***** AVAILABLE DATA
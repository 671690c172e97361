//! Room broadcast engine: a single-owner actor that serializes joins,
//! leaves, and sends, and fans member events out to every current member.

use std::collections::HashMap;
use std::sync::atomic::{AtomicU64, Ordering};

use relaycore_protocol::{ActorId, RoomId};
use tokio::sync::{mpsc, oneshot};

use crate::{RoomConfig, RoomError, RoomState};

/// An event delivered to one member's private inbound queue.
#[derive(Debug, Clone, PartialEq, Eq)]
pub enum RoomEvent {
    /// Another actor joined. `members` is the full post-join member list.
    Joined { members: Vec<ActorId>, new_actor: ActorId },
    /// Another actor left (or was dropped). `members` is the full
    /// post-leave member list.
    Left { members: Vec<ActorId>, removed_actor: ActorId },
    /// A broadcast message, delivered to every member including the
    /// sender (self-message suppression, if wanted, is a session-layer
    /// concern — see `relaycore-session`).
    Message { sender: ActorId, code: u32, payload: Vec<u8> },
}

/// A handle binding one actor to its membership in one room.
///
/// This is the single source of truth a caller should hold for "am I in a
/// room, and which one" — never a bare boolean or room-id flag. Dropping
/// the entry does *not* remove the member; only an explicit `leave` (or
/// the room stopping) does, since the entry itself does not own a
/// connection back to the room's mailbox.
pub struct RoomEntry {
    actor_id: ActorId,
    room_id: RoomId,
    token: u64,
    events: mpsc::Receiver<RoomEvent>,
}

impl RoomEntry {
    pub fn actor_id(&self) -> ActorId {
        self.actor_id
    }

    pub fn room_id(&self) -> RoomId {
        self.room_id
    }

    /// Receives the next event destined for this member.
    ///
    /// Returns `None` once the room has dropped this member — an explicit
    /// leave, a room `stop()`, or an internal failure of the room task.
    /// Callers must treat `None` as an involuntary leave.
    pub async fn recv(&mut self) -> Option<RoomEvent> {
        self.events.recv().await
    }
}

/// A snapshot of a room's lifecycle and membership size.
#[derive(Debug, Clone, Copy, PartialEq, Eq)]
pub struct RoomInfo {
    pub room_id: RoomId,
    pub state: RoomState,
    pub member_count: usize,
}

enum RoomCommand {
    NewEntry {
        actor_id: ActorId,
        reply: oneshot::Sender<Result<(u64, mpsc::Receiver<RoomEvent>), RoomError>>,
    },
    Leave {
        actor_id: ActorId,
        token: u64,
        reply: oneshot::Sender<Result<(), RoomError>>,
    },
    Send {
        actor_id: ActorId,
        token: u64,
        code: u32,
        payload: Vec<u8>,
        reply: oneshot::Sender<Result<(), RoomError>>,
    },
    Info {
        reply: oneshot::Sender<RoomInfo>,
    },
    Stop {
        reply: oneshot::Sender<()>,
    },
}

/// Handle to a running room actor. Cheap to clone; every clone shares the
/// same underlying mailbox.
#[derive(Clone)]
pub struct RoomHandle {
    room_id: RoomId,
    commands: mpsc::Sender<RoomCommand>,
}

impl RoomHandle {
    pub fn room_id(&self) -> RoomId {
        self.room_id
    }

    /// Admits a new member, returning a [`RoomEntry`] bound to it.
    ///
    /// Every other current member observes a [`RoomEvent::Joined`]
    /// carrying the full post-join member list.
    pub async fn new_entry(&self, actor_id: ActorId) -> Result<RoomEntry, RoomError> {
        let (reply_tx, reply_rx) = oneshot::channel();
        self.commands
            .send(RoomCommand::NewEntry { actor_id, reply: reply_tx })
            .await
            .map_err(|_| RoomError::Unavailable(self.room_id))?;
        let (token, events) = reply_rx
            .await
            .map_err(|_| RoomError::Unavailable(self.room_id))??;
        Ok(RoomEntry { actor_id, room_id: self.room_id, token, events })
    }

    /// Removes the member bound to `entry`. Idempotent: leaving an
    /// already-left (or superseded, e.g. by a later `new_entry` for the
    /// same actor) entry is a no-op.
    pub async fn leave(&self, entry: &RoomEntry) -> Result<(), RoomError> {
        let (reply_tx, reply_rx) = oneshot::channel();
        self.commands
            .send(RoomCommand::Leave { actor_id: entry.actor_id, token: entry.token, reply: reply_tx })
            .await
            .map_err(|_| RoomError::Unavailable(self.room_id))?;
        reply_rx.await.map_err(|_| RoomError::Unavailable(self.room_id))?
    }

    /// Broadcasts `(code, payload)` to every current member, including the
    /// sender, in the order the room processes sends.
    pub async fn send(&self, entry: &RoomEntry, code: u32, payload: Vec<u8>) -> Result<(), RoomError> {
        let (reply_tx, reply_rx) = oneshot::channel();
        self.commands
            .send(RoomCommand::Send { actor_id: entry.actor_id, token: entry.token, code, payload, reply: reply_tx })
            .await
            .map_err(|_| RoomError::Unavailable(self.room_id))?;
        reply_rx.await.map_err(|_| RoomError::Unavailable(self.room_id))?
    }

    /// Returns a snapshot of the room's lifecycle state and member count.
    pub async fn info(&self) -> Result<RoomInfo, RoomError> {
        let (reply_tx, reply_rx) = oneshot::channel();
        self.commands
            .send(RoomCommand::Info { reply: reply_tx })
            .await
            .map_err(|_| RoomError::Unavailable(self.room_id))?;
        reply_rx.await.map_err(|_| RoomError::Unavailable(self.room_id))
    }

    /// Drains pending operations, closes every member's queue, and stops
    /// the room task. Further operations on this handle return
    /// [`RoomError::Unavailable`].
    pub async fn stop(&self) -> Result<(), RoomError> {
        let (reply_tx, reply_rx) = oneshot::channel();
        self.commands
            .send(RoomCommand::Stop { reply: reply_tx })
            .await
            .map_err(|_| RoomError::Unavailable(self.room_id))?;
        let _ = reply_rx.await;
        Ok(())
    }
}

struct Member {
    token: u64,
    sender: mpsc::Sender<RoomEvent>,
}

struct RoomActor {
    room_id: RoomId,
    config: RoomConfig,
    state: RoomState,
    members: HashMap<ActorId, Member>,
    next_token: AtomicU64,
    commands: mpsc::Receiver<RoomCommand>,
}

impl RoomActor {
    async fn run(mut self) {
        tracing::info!(room_id = %self.room_id, "room started");

        while let Some(cmd) = self.commands.recv().await {
            match cmd {
                RoomCommand::NewEntry { actor_id, reply } => {
                    let result = self.handle_new_entry(actor_id);
                    let _ = reply.send(result);
                }
                RoomCommand::Leave { actor_id, token, reply } => {
                    self.handle_leave(actor_id, token);
                    let _ = reply.send(Ok(()));
                }
                RoomCommand::Send { actor_id, token, code, payload, reply } => {
                    self.handle_send(actor_id, token, code, payload);
                    let _ = reply.send(Ok(()));
                }
                RoomCommand::Info { reply } => {
                    let _ = reply.send(self.info());
                }
                RoomCommand::Stop { reply } => {
                    self.handle_stop();
                    let _ = reply.send(());
                    break;
                }
            }
        }

        tracing::info!(room_id = %self.room_id, "room stopped");
    }

    fn handle_new_entry(
        &mut self,
        actor_id: ActorId,
    ) -> Result<(u64, mpsc::Receiver<RoomEvent>), RoomError> {
        let (tx, rx) = mpsc::channel(self.config.outbound_queue_capacity);
        let token = self.next_token.fetch_add(1, Ordering::Relaxed);
        self.members.insert(actor_id, Member { token, sender: tx });

        tracing::info!(room_id = %self.room_id, %actor_id, members = self.members.len(), "actor joined");

        let member_list = self.member_list();
        self.broadcast_except(actor_id, RoomEvent::Joined { members: member_list, new_actor: actor_id });

        Ok((token, rx))
    }

    fn handle_leave(&mut self, actor_id: ActorId, token: u64) {
        let still_current = matches!(self.members.get(&actor_id), Some(m) if m.token == token);
        if !still_current {
            // Already left, or superseded by a newer entry for the same
            // actor — leave is idempotent.
            return;
        }
        self.members.remove(&actor_id);

        tracing::info!(room_id = %self.room_id, %actor_id, members = self.members.len(), "actor left");

        let member_list = self.member_list();
        self.broadcast_all(RoomEvent::Left { members: member_list, removed_actor: actor_id });
    }

    fn handle_send(&mut self, actor_id: ActorId, token: u64, code: u32, payload: Vec<u8>) {
        let still_current = matches!(self.members.get(&actor_id), Some(m) if m.token == token);
        if !still_current {
            tracing::warn!(room_id = %self.room_id, %actor_id, "send from stale or departed entry, ignoring");
            return;
        }
        self.broadcast_all(RoomEvent::Message { sender: actor_id, code, payload });
    }

    fn handle_stop(&mut self) {
        self.state = RoomState::Stopping;
        // Dropping every member's sender closes their queue, which is the
        // queue-closed signal §4.1 requires on stop.
        self.members.clear();
        self.state = RoomState::Stopped;
    }

    fn member_list(&self) -> Vec<ActorId> {
        self.members.keys().copied().collect()
    }

    fn broadcast_all(&self, event: RoomEvent) {
        for (actor_id, member) in &self.members {
            self.deliver(*actor_id, member, event.clone());
        }
    }

    fn broadcast_except(&self, excluded: ActorId, event: RoomEvent) {
        for (actor_id, member) in &self.members {
            if *actor_id == excluded {
                continue;
            }
            self.deliver(*actor_id, member, event.clone());
        }
    }

    fn deliver(&self, actor_id: ActorId, member: &Member, event: RoomEvent) {
        if member.sender.try_send(event).is_err() {
            tracing::warn!(room_id = %self.room_id, %actor_id, "member outbound queue full, dropping delivery");
        }
    }

    fn info(&self) -> RoomInfo {
        RoomInfo { room_id: self.room_id, state: self.state, member_count: self.members.len() }
    }
}

/// Spawns a new room actor task and returns a handle to it.
pub fn spawn_room(room_id: RoomId, config: RoomConfig) -> RoomHandle {
    let (tx, rx) = mpsc::channel(config.command_queue_capacity);
    let actor = RoomActor {
        room_id,
        config,
        state: RoomState::Running,
        members: HashMap::new(),
        next_token: AtomicU64::new(0),
        commands: rx,
    };
    tokio::spawn(actor.run());
    RoomHandle { room_id, commands: tx }
}

#[cfg(test)]
mod tests {
    use super::*;

    fn actor(n: u128) -> ActorId {
        ActorId(n)
    }

    #[tokio::test]
    async fn join_broadcasts_to_existing_members_only() {
        let room = spawn_room(RoomId(1), RoomConfig::default());
        let mut e1 = room.new_entry(actor(1)).await.unwrap();
        let _e2 = room.new_entry(actor(2)).await.unwrap();

        let event = e1.recv().await.unwrap();
        assert_eq!(
            event,
            RoomEvent::Joined { members: vec![actor(1), actor(2)], new_actor: actor(2) }
        );
    }

    #[tokio::test]
    async fn send_reaches_every_member_including_sender() {
        let room = spawn_room(RoomId(1), RoomConfig::default());
        let mut e1 = room.new_entry(actor(1)).await.unwrap();
        let mut e2 = room.new_entry(actor(2)).await.unwrap();
        e1.recv().await.unwrap(); // join event for actor(2)

        room.send(&e1, 7, b"hi".to_vec()).await.unwrap();

        let on1 = e1.recv().await.unwrap();
        let on2 = e2.recv().await.unwrap();
        let expected = RoomEvent::Message { sender: actor(1), code: 7, payload: b"hi".to_vec() };
        assert_eq!(on1, expected);
        assert_eq!(on2, expected);
    }

    #[tokio::test]
    async fn leave_removes_member_and_notifies_remaining() {
        let room = spawn_room(RoomId(1), RoomConfig::default());
        let e1 = room.new_entry(actor(1)).await.unwrap();
        let mut e2 = room.new_entry(actor(2)).await.unwrap();

        room.leave(&e1).await.unwrap();
        let event = e2.recv().await.unwrap();
        assert_eq!(event, RoomEvent::Left { members: vec![actor(2)], removed_actor: actor(1) });

        let info = room.info().await.unwrap();
        assert_eq!(info.member_count, 1);
    }

    #[tokio::test]
    async fn leave_is_idempotent() {
        let room = spawn_room(RoomId(1), RoomConfig::default());
        let e1 = room.new_entry(actor(1)).await.unwrap();
        room.leave(&e1).await.unwrap();
        room.leave(&e1).await.unwrap();
    }

    #[tokio::test]
    async fn joiner_does_not_receive_messages_sent_before_it_joined() {
        let room = spawn_room(RoomId(1), RoomConfig::default());
        let e1 = room.new_entry(actor(1)).await.unwrap();
        room.send(&e1, 1, b"before".to_vec()).await.unwrap();

        let mut e2 = room.new_entry(actor(2)).await.unwrap();
        room.send(&e1, 2, b"after".to_vec()).await.unwrap();

        let event = e2.recv().await.unwrap();
        assert_eq!(event, RoomEvent::Message { sender: actor(1), code: 2, payload: b"after".to_vec() });
    }

    #[tokio::test]
    async fn stop_closes_every_members_queue() {
        let room = spawn_room(RoomId(1), RoomConfig::default());
        let mut e1 = room.new_entry(actor(1)).await.unwrap();
        room.stop().await.unwrap();
        assert_eq!(e1.recv().await, None);
    }

    #[tokio::test]
    async fn full_outbound_queue_drops_only_that_members_delivery() {
        let config = RoomConfig { outbound_queue_capacity: 1, ..RoomConfig::default() };
        let room = spawn_room(RoomId(1), config);
        let e1 = room.new_entry(actor(1)).await.unwrap();
        let mut e2 = room.new_entry(actor(2)).await.unwrap(); // fills e1's queue with the Joined event

        // e1's outbound queue (capacity 1) already holds the Joined event
        // for actor(2); this send is dropped for e1 but still delivered to
        // e2, whose queue is empty.
        room.send(&e1, 1, b"x".to_vec()).await.unwrap();

        let event = e2.recv().await.unwrap();
        assert_eq!(event, RoomEvent::Message { sender: actor(1), code: 1, payload: b"x".to_vec() });
    }
}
**********
*HOW TO COMPLETE THIS TASK*: Keeping every character as it is, restate the lines above that run from the line with "queue full, dropping" through the line with "let actor = RoomActor", both included, and nothing else.

*SOLUTION TO THIS PROBLEM*:
            tracing::warn!(room_id = %self.room_id, %actor_id, "member outbound queue full, dropping delivery");
        }
    }

    fn info(&self) -> RoomInfo {
        RoomInfo { room_id: self.room_id, state: self.state, member_count: self.members.len() }
    }
}

/// Spawns a new room actor task and returns a handle to it.
pub fn spawn_room(room_id: RoomId, config: RoomConfig) -> RoomHandle {
    let (tx, rx) = mpsc::channel(config.command_queue_capacity);
    let actor = RoomActor {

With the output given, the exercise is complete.